At dinner Jack got dizzy and lay on the sofa and the evening more or less went on around him.

She stood on the sand and watched the waves barrel up and come snugging beachward.

She called Miles, who was leaving the next day for Normal, Illinois.

She met a sculptor with a face full of burst capillaries, English, his wife was dying, and she had a long talk with him, a completely intense conversation about the way in which their work exposed them, layer by layer, as inadequate, and they took solace one from the other, seeing how such things can be shared no matter how seemingly unique. And embraced when she left.

Esther said, “You're looking sexy lately, you know that?”

“Says who?”

“Old Jack.”

Klara typically grew tired of old Jack and then took his side, sympathizing, saying Jack has a point and finding him funny and then finding him tiresome again, even pathetic at times, but he loved Esther in the sweetest way, spoke about it openly and didn't care who heard and told waiters and doormen how good she was in bed and Esther knew it wasn't possible to stop him and probably didn't want to. They both needed the drama of public avowals because how else could their vividness survive?

Things flew out of her hand. A glass flew out of her hand when she was standing on someone's deck. Alone in Esther's car she talked about left turn and right turn, reciting directions aloud, telling herself to stop on red.

On the phone Miles said, “People don't think it's totally, you know, bizarre that a woman can get sick every time Henry Kissinger gets sick, a thousand miles away. We the ungreat have to get our diseases any way we can.”

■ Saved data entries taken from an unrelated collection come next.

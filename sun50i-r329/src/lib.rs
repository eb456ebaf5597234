//! # Peripheral access crate for the Allwinner R329 SoC
//!
//! This crate covers the register blocks required to bring up the DRAM subsystem right after
//! reset: the power/reset management unit (PRCM), the clock control unit (CCU), the two DRAM
//! controller blocks and the secure ID fuse block.
//!
//! All register blocks are modelled with [derive_mmio], so every access is a volatile and ordered
//! access through an `Mmio*` handle. Register layouts are checked statically against the
//! hardware offsets.
#![no_std]

pub mod ccu;
pub mod dramc;
pub mod prcm;
pub mod sid;

/// Start of the DRAM address window.
pub const SDRAM_BASE_ADDR: usize = 0x4000_0000;
fn main() {
    // Generate a unique build ID at compile time.
    // This runs on every build since we don't specify rerun-if-changed.
    let id = uuid::Uuid::new_v4().simple().to_string();
    // Safe: UUID simple format is hex (ASCII only)
    #[allow(clippy::string_slice)]
    let short_id = &id[..8];
    println!("cargo:rustc-env=BUILD_ID={}", short_id);
}
//! Mapping from raw model class labels to ingredient display names.
//!
//! A fine-tuned food model emits ingredient classes directly; a generic
//! COCO-trained model only knows a handful of food classes. Both are
//! normalized through a label table so the rest of the pipeline sees
//! display names like "Tomato" regardless of the model in use.

use crate::detect::RawDetection;

/// Fine-tuned model classes and their display names.
const FINE_TUNED: &[(&str, &str)] = &[
    ("beef", "Beef"),
    ("pork", "Pork"),
    ("chicken", "Chicken"),
    ("butter", "Butter"),
    ("cheese", "Cheese"),
    ("milk", "Milk"),
    ("broccoli", "Broccoli"),
    ("carrot", "Carrot"),
    ("cucumber", "Cucumber"),
    ("lettuce", "Lettuce"),
    ("tomato", "Tomato"),
];

/// Food classes a generic COCO-trained model can recognize.
const GENERIC: &[(&str, &str)] = &[
    ("banana", "Banana"),
    ("apple", "Apple"),
    ("sandwich", "Sandwich"),
    ("orange", "Orange"),
    ("broccoli", "Broccoli"),
    ("carrot", "Carrot"),
    ("hot dog", "Hot Dog"),
    ("pizza", "Pizza"),
    ("donut", "Donut"),
    ("cake", "Cake"),
];

/// Which label table to use for mapping detections.
#[derive(Debug, Clone, Copy, PartialEq, Eq, Default)]
pub enum LabelTable {
    /// Model fine-tuned on fridge ingredients.
    #[default]
    FineTuned,
    /// Stock COCO model; only its food classes map to ingredients.
    Generic,
}

impl LabelTable {
    fn entries(self) -> &'static [(&'static str, &'static str)] {
        match self {
            LabelTable::FineTuned => FINE_TUNED,
            LabelTable::Generic => GENERIC,
        }
    }

    /// Look up the display name for a raw class label.
    ///
    /// Lookup is case-insensitive; labels not in the table return `None`.
    pub fn display_name(self, raw: &str) -> Option<&'static str> {
        let lower = raw.to_lowercase();
        self.entries()
            .iter()
            .find(|(label, _)| *label == lower)
            .map(|(_, name)| *name)
    }
}

/// Map raw detections to ingredient display names.
///
/// Detections whose label is not in the table are dropped. Duplicate
/// ingredients keep the first detection's confidence, preserving the
/// order they were first seen.
pub fn map_detections(detections: &[RawDetection], table: LabelTable) -> (Vec<String>, Vec<f32>) {
    let mut ingredients = Vec::new();
    let mut confidence = Vec::new();

    for det in detections {
        let Some(name) = table.display_name(&det.label) else {
            continue;
        };
        if ingredients.iter().any(|i| i == name) {
            continue;
        }
        ingredients.push(name.to_string());
        confidence.push(det.confidence);
    }

    (ingredients, confidence)
}

#[cfg(test)]
mod tests {
    use super::*;
    use crate::detect::BoundingBox;

    fn det(label: &str, confidence: f32) -> RawDetection {
        RawDetection {
            label: label.to_string(),
            confidence,
            bbox: BoundingBox {
                x1: 0.0,
                y1: 0.0,
                x2: 10.0,
                y2: 10.0,
            },
        }
    }

    #[test]
    fn test_fine_tuned_lookup_is_case_insensitive() {
        assert_eq!(LabelTable::FineTuned.display_name("Tomato"), Some("Tomato"));
        assert_eq!(LabelTable::FineTuned.display_name("CHEESE"), Some("Cheese"));
        assert_eq!(LabelTable::FineTuned.display_name("pizza"), None);
    }

    #[test]
    fn test_generic_table_only_knows_coco_food() {
        assert_eq!(LabelTable::Generic.display_name("pizza"), Some("Pizza"));
        assert_eq!(LabelTable::Generic.display_name("beef"), None);
    }

    #[test]
    fn test_map_drops_unknown_labels() {
        let detections = vec![det("tomato", 0.9), det("person", 0.99), det("milk", 0.8)];
        let (ingredients, confidence) = map_detections(&detections, LabelTable::FineTuned);
        assert_eq!(ingredients, vec!["Tomato", "Milk"]);
        assert_eq!(confidence, vec![0.9, 0.8]);
    }

    #[test]
    fn test_map_dedups_first_seen() {
        let detections = vec![det("carrot", 0.85), det("carrot", 0.95), det("tomato", 0.7)];
        let (ingredients, confidence) = map_detections(&detections, LabelTable::FineTuned);
        assert_eq!(ingredients, vec!["Carrot", "Tomato"]);
        assert_eq!(confidence, vec![0.85, 0.7]);
    }

    #[test]
    fn test_map_empty_detections() {
        let (ingredients, confidence) = map_detections(&[], LabelTable::FineTuned);
        assert!(ingredients.is_empty());
        assert!(confidence.is_empty());
    }
}
//! Recipe generation: LLM-backed with a deterministic template fallback.

mod generate;
mod prompts;
mod template;

pub use generate::RecipeGenerator;
pub use prompts::render_recipe_prompt;
pub use template::build_recipe;
//! Shared application state, constructed once at startup.

use std::sync::{Arc, Mutex};

use rand::rngs::StdRng;
use rand::SeedableRng;
use souschef_core::detect::onnx::OnnxDetector;
use souschef_core::detect::{DetectorConfig, IngredientDetector};
use souschef_core::llm::{self, LlmProvider};

/// State shared across all handlers.
///
/// The detector and LLM provider are loaded once at boot; a `None` means
/// the component was unavailable at startup and the configured fallback
/// applies for the life of the process.
pub struct AppState {
    pub detector: Option<Arc<dyn IngredientDetector>>,
    pub detector_config: DetectorConfig,
    pub llm: Option<Arc<dyn LlmProvider>>,
    /// Random source for mock detection and template recipes. Seedable
    /// so tests can assert deterministic output.
    pub rng: Mutex<StdRng>,
}

pub type SharedState = Arc<AppState>;

impl AppState {
    /// Build state from environment configuration, loading the detection
    /// model and LLM provider. Neither failure is fatal.
    pub fn from_env() -> Self {
        let detector_config = DetectorConfig::from_env();

        let detector: Option<Arc<dyn IngredientDetector>> =
            match OnnxDetector::load(&detector_config) {
                Ok(detector) => {
                    tracing::info!(detector = %detector.describe(), "Detector ready");
                    Some(Arc::new(detector))
                }
                Err(e) => {
                    tracing::warn!(
                        error = %e,
                        "Detection model unavailable, detect requests use the configured fallback"
                    );
                    None
                }
            };

        let llm: Option<Arc<dyn LlmProvider>> = match llm::create_provider_from_env() {
            Ok(provider) => {
                tracing::info!(
                    provider = provider.provider_name(),
                    model = provider.model_name(),
                    "LLM provider configured"
                );
                Some(Arc::from(provider))
            }
            Err(e) => {
                tracing::warn!(
                    error = %e,
                    "LLM provider unavailable, recipes use the template fallback"
                );
                None
            }
        };

        Self {
            detector,
            detector_config,
            llm,
            rng: Mutex::new(StdRng::from_entropy()),
        }
    }
}
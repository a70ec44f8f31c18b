use std::time::Instant;

use axum::{
    extract::{Multipart, State},
    http::StatusCode,
    response::{IntoResponse, Response},
    Json,
};
use utoipa::{OpenApi, ToSchema};

use souschef_core::detect::mock::detect_mock;
use souschef_core::detect::DetectFallback;
use souschef_core::image::{decode_image, validate_image, MAX_FILE_SIZE};
use souschef_core::{map_detections, DetectionResult};

use crate::api::ErrorResponse;
use crate::state::{AppState, SharedState};

#[derive(ToSchema)]
#[allow(dead_code)]
pub struct DetectRequest {
    #[schema(value_type = String, format = Binary)]
    pub image: Vec<u8>,
}

#[utoipa::path(
    post,
    path = "/api/detect",
    tag = "detect",
    request_body(content_type = "multipart/form-data", content = DetectRequest),
    responses(
        (status = 200, description = "Ingredients detected in the photo", body = DetectionResult),
        (status = 400, description = "Invalid upload", body = ErrorResponse),
        (status = 404, description = "No ingredients detected", body = ErrorResponse),
        (status = 503, description = "Detection model not loaded", body = ErrorResponse)
    )
)]
pub async fn detect(State(state): State<SharedState>, mut multipart: Multipart) -> Response {
    let started = Instant::now();

    // Find the "image" field
    let field = loop {
        match multipart.next_field().await {
            Ok(Some(field)) if field.name() == Some("image") => break field,
            Ok(Some(_)) => continue,
            Ok(None) => {
                return error_response(StatusCode::BAD_REQUEST, "No image file provided");
            }
            Err(e) => {
                tracing::warn!("Multipart read error: {}", e);
                let detail = if e.status() == StatusCode::PAYLOAD_TOO_LARGE {
                    "File too large. Maximum size is 10MB".to_string()
                } else {
                    format!("Failed to read multipart data: {}", e.body_text())
                };
                return error_response(e.status(), &detail);
            }
        }
    };

    let is_image = field
        .content_type()
        .map(|ct| ct.starts_with("image/"))
        .unwrap_or(false);
    if !is_image {
        return error_response(StatusCode::BAD_REQUEST, "File must be an image");
    }

    let data = match field.bytes().await {
        Ok(bytes) => bytes,
        Err(e) => {
            tracing::warn!("Field read error: {}", e);
            let detail = if e.status() == StatusCode::PAYLOAD_TOO_LARGE {
                "File too large. Maximum size is 10MB".to_string()
            } else {
                format!("Failed to read file data: {}", e.body_text())
            };
            return error_response(e.status(), &detail);
        }
    };

    if data.len() > MAX_FILE_SIZE {
        return error_response(
            StatusCode::BAD_REQUEST,
            &format!("File too large. Maximum size is {} bytes", MAX_FILE_SIZE),
        );
    }

    let (ingredients, confidence) = match run_detection(&state, &data) {
        Outcome::Detected(ingredients, confidence) => (ingredients, confidence),
        Outcome::Empty => match state.detector_config.fallback {
            DetectFallback::Mock => mock_detection(&state),
            DetectFallback::NotFound => {
                return error_response(StatusCode::NOT_FOUND, "No ingredients detected");
            }
        },
        Outcome::Unavailable => match state.detector_config.fallback {
            DetectFallback::Mock => mock_detection(&state),
            DetectFallback::NotFound => {
                return error_response(StatusCode::SERVICE_UNAVAILABLE, "Detection model not loaded");
            }
        },
    };

    Json(DetectionResult {
        ingredients,
        confidence,
        processing_time: started.elapsed().as_secs_f64(),
    })
    .into_response()
}

enum Outcome {
    Detected(Vec<String>, Vec<f32>),
    Empty,
    Unavailable,
}

/// Decode and run the real detector. Decode and inference failures are
/// treated as "no detections" so the fallback policy applies.
fn run_detection(state: &AppState, data: &[u8]) -> Outcome {
    let Some(detector) = &state.detector else {
        return Outcome::Unavailable;
    };

    if let Err(e) = validate_image(data) {
        tracing::warn!(error = %e, "Image validation failed, treating as no detections");
        return Outcome::Empty;
    }

    let image = match decode_image(data) {
        Ok(image) => image,
        Err(e) => {
            tracing::warn!(error = %e, "Image decode failed, treating as no detections");
            return Outcome::Empty;
        }
    };

    match detector.detect(&image, state.detector_config.confidence_threshold) {
        Ok(detections) => {
            let (ingredients, confidence) =
                map_detections(&detections, state.detector_config.label_table);
            if ingredients.is_empty() {
                Outcome::Empty
            } else {
                Outcome::Detected(ingredients, confidence)
            }
        }
        Err(e) => {
            tracing::warn!(error = %e, "Inference failed, treating as no detections");
            Outcome::Empty
        }
    }
}

fn mock_detection(state: &AppState) -> (Vec<String>, Vec<f32>) {
    let mut rng = state.rng.lock().unwrap();
    detect_mock(&mut *rng)
}

fn error_response(status: StatusCode, detail: &str) -> Response {
    (
        status,
        Json(ErrorResponse {
            detail: detail.to_string(),
        }),
    )
        .into_response()
}

#[derive(OpenApi)]
#[openapi(paths(detect), components(schemas(DetectRequest, DetectionResult)))]
pub struct ApiDoc;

A wind started blowing and would not stop and it carried a faint taste of summer's end and Esther said, “It's like the
tramontana
,” and Klara thought oddly of Albert, or not so oddly—he loved the Italian words for different kinds of winds blowing off the Alps and up from the African littoral.

And she didn't really like the English sculptor's work if we're going to be honest about it, whatever their affinity of ominous doubt.

“No, seriously, you look great,” Esther said.

The nights so breezy and clean. Shadows, whispers, a man's chin-line, his hair, how he holds a wineglass.

Esther said, “Jack's a baby of course. That's why he stayed on the sofa when he was feeling out of sorts the other night.”

“He wanted to be with people.”

“He's the biggest baby ever but if he dies on me I'll go to pieces in a tenth of a second.”

She loved them both and told them when she left and meant it the way you always mean it after four blowy days and nights and good
food and talk and the potato fields running clear to the dunes under high swift skies.

Such luck to be alive, she thought, and took the train back, humanly invisible in her roomy seat, where she smoked a cigarette and looked forward to being home—home alone, surrounded by all the things and textures that make you familiar, once again, to yourself.

Her father used to say, The best part of a trip is coming home.

But when did they ever go away? Only rarely, and briefly, a rented bungalow on a lake, with another family, because godforbid we shouldn't feel crowded, her mother said, and let's hurry back before someone steals the note we left for the milkman.